Re-synthesis from adaptive analyses
We see that, as expected, the spectral energy of the signal is included in the overlay of the weighting functions, then the reconstruction error is definitively small compared to that obtained with a simple binary mask. The aim is to show that the reconstruction error obtained by both methods can be reduced by an appropriate choice of the overlap of the two masks according to the spectral energy of the signal. Thus, we see that the error spectral energy with overlapping weights is lower and more uniform.
Applications and examples
- Time adaptation
- Time adaptation with different masks
- Time-frequency adaptation
- Spectral change detection algorithm
Spectrograms of an audio sample with tabla and sitar (see section 5.2): the two Hanning windows used have lengths of 1024 and 4096 points; in both cases the hop size is a quarter of the window length and the FFT size is twice the window length. The selected mask rises a window selection adapted to the frequency range where the first harmonic of the two instruments is predominant. Spectrogram of the reconstruction error given by the analysis-weight method on an audio sample with tabla and sitar (see section 5.3); the frequency range is limited around the overlap of the weighting masks, from 750Hz to 1.25kHz.
Conclusions and outlooks
Automatic adaptation of the spectrogram
As an alternative to the entropy-based criterion, in section 3.7 we introduce a further benchmark to determine the best local resolution of a spectrogram, based on the classification algorithm in [Röbel et al., 2004]: its features are analyzed using of some tests in section 4.2 showing that this is a valid and interpretable strategy for spectrogram adjustment. Appropriate validation of this method requires a further experimental phase: the efficient communication between the classification algorithm and our adaptive framework will require major implementation changes, thus becoming a task for future research activities in this direction.
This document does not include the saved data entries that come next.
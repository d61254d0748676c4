//! ppforest prelude.
//!
//! This module contains the most used types, type aliases, traits and
//! functions that you can import easily as a group.
//!

#[doc(no_inline)]
pub use crate::error::{Error, Result};

#[doc(no_inline)]
pub use crate::traits::*;

#[doc(no_inline)]
pub use crate::param_guard::ParamGuard;

#[doc(no_inline)]
pub use crate::dataset::{
    BootstrapDataSpec, DataSpec, Float, GroupSpec, Label, SortedDataSpec, Standardization,
};

#[doc(no_inline)]
pub use crate::metrics_classification::{ConfusionMatrix, ToConfusionMatrix};

#[doc(no_inline)]
pub use crate::strategy::{DimensionReduction, Glda, ProjectionPursuit};

#[doc(no_inline)]
pub use crate::tree::{Tree, TreeNode, TreeParams};

#[doc(no_inline)]
pub use crate::forest::{BootstrapTree, Forest, ForestParams};

#[doc(no_inline)]
pub use crate::importance::{
    AdjustedProjectorImportance, PermutationImportance, ProjectorImportance, VariableImportance,
};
Reconstruction from adapted analyses
Spectral change detection
Rényi entropies are defined for probability distributions: instead of applying them to a spectrogram, we can define distributions by an appropriate collection of audio descriptors, better suited to the speech; then the change detection will take place at a descriptor level, and the single coefficients in the distributions will have a more readable relation to the analyzed signal.
Bibliography
Representation of operators in the time-frequency domain and generalized Gabor multipliers.J. 2011). Linear time variant systems and Gabor Riesz bases. Time-frequency puzzle: adaptive and multi-layer Gabor expansions. International Journal for Wavelets and Multiresolution Information Processing, 1(5):1–23. Time-frequency transfer function calculus (symbolic calculus) of linear time-varying systems (linear operators) based on a generalized underdistributed theory. Journal of Mathematical Physics.